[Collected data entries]
※
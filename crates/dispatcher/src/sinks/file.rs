//! FileSink - appends events to one NDJSON file per topic

use contracts::{ContractError, DataSink, OutputEvent, Topic};
use std::collections::HashMap;
use std::fs::{self, File};
use std::io::{BufWriter, Write};
use std::path::PathBuf;
use tracing::{debug, error, instrument};

/// Configuration for FileSink
#[derive(Debug, Clone)]
pub struct FileSinkConfig {
    /// Output directory; each topic goes to `<path>/<topic>.ndjson`
    pub path: PathBuf,
}

impl FileSinkConfig {
    /// Create config from params map
    pub fn from_params(params: &HashMap<String, String>) -> Self {
        let path = params
            .get("path")
            .map(PathBuf::from)
            .unwrap_or_else(|| PathBuf::from("./output"));

        Self { path }
    }
}

/// Sink that writes events to disk as newline-delimited JSON
pub struct FileSink {
    name: String,
    config: FileSinkConfig,
    writers: HashMap<Topic, BufWriter<File>>,
}

impl FileSink {
    /// Create a new FileSink
    pub fn new(name: impl Into<String>, config: FileSinkConfig) -> std::io::Result<Self> {
        fs::create_dir_all(&config.path)?;

        Ok(Self {
            name: name.into(),
            config,
            writers: HashMap::new(),
        })
    }

    /// Create from params map (for factory)
    pub fn from_params(
        name: impl Into<String>,
        params: &HashMap<String, String>,
    ) -> std::io::Result<Self> {
        let config = FileSinkConfig::from_params(params);
        Self::new(name, config)
    }

    /// File backing `topic`
    pub fn topic_path(&self, topic: Topic) -> PathBuf {
        self.config.path.join(format!("{}.ndjson", topic.as_str()))
    }

    fn writer(&mut self, topic: Topic) -> std::io::Result<&mut BufWriter<File>> {
        if !self.writers.contains_key(&topic) {
            let path = self.topic_path(topic);
            debug!(sink = %self.name, path = %path.display(), "Opening topic file");
            self.writers
                .insert(topic, BufWriter::new(File::create(path)?));
        }
        self.writers
            .get_mut(&topic)
            .ok_or_else(|| std::io::Error::other("topic writer missing"))
    }

    fn write_line(&mut self, event: &OutputEvent) -> std::io::Result<()> {
        let writer = self.writer(event.topic())?;
        let encoded = match event {
            OutputEvent::Emission(record) => serde_json::to_writer(&mut *writer, record),
            OutputEvent::Alert(alert) => serde_json::to_writer(&mut *writer, alert),
            OutputEvent::Summary(summary) => serde_json::to_writer(&mut *writer, summary),
        };
        encoded.map_err(std::io::Error::other)?;
        writer.write_all(b"\n")
    }

    fn persist_event(&mut self, event: &OutputEvent) -> Result<(), ContractError> {
        self.write_line(event).map_err(|e| {
            error!(
                sink = %self.name,
                topic = %event.topic(),
                vehicle_id = %event.vehicle_id(),
                error = %e,
                "Write failed"
            );
            ContractError::sink_write(&self.name, e.to_string())
        })
    }

    fn flush_all(&mut self) -> Result<(), ContractError> {
        for (topic, writer) in &mut self.writers {
            writer.flush().map_err(|e| {
                ContractError::sink_write(&self.name, format!("flush {topic}: {e}"))
            })?;
        }
        Ok(())
    }
}

impl DataSink for FileSink {
    fn name(&self) -> &str {
        &self.name
    }

    #[instrument(
        name = "file_sink_write",
        skip(self, event),
        fields(sink = %self.name, topic = %event.topic())
    )]
    async fn write(&mut self, event: &OutputEvent) -> Result<(), ContractError> {
        self.persist_event(event)
    }

    #[instrument(name = "file_sink_flush", skip(self))]
    async fn flush(&mut self) -> Result<(), ContractError> {
        self.flush_all()
    }

    #[instrument(name = "file_sink_close", skip(self))]
    async fn close(&mut self) -> Result<(), ContractError> {
        self.flush_all()?;
        self.writers.clear();
        debug!(sink = %self.name, "FileSink closed");
        Ok(())
    }
}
※
> **DIRECTIONS FOR THIS TASK**: Whenever the string "events" shows up in a line of the entries, copy that line.

> **OUTPUT OF THE TASK**:
//! FileSink - appends events to one NDJSON file per topic
/// Sink that writes events to disk as newline-delimited JSON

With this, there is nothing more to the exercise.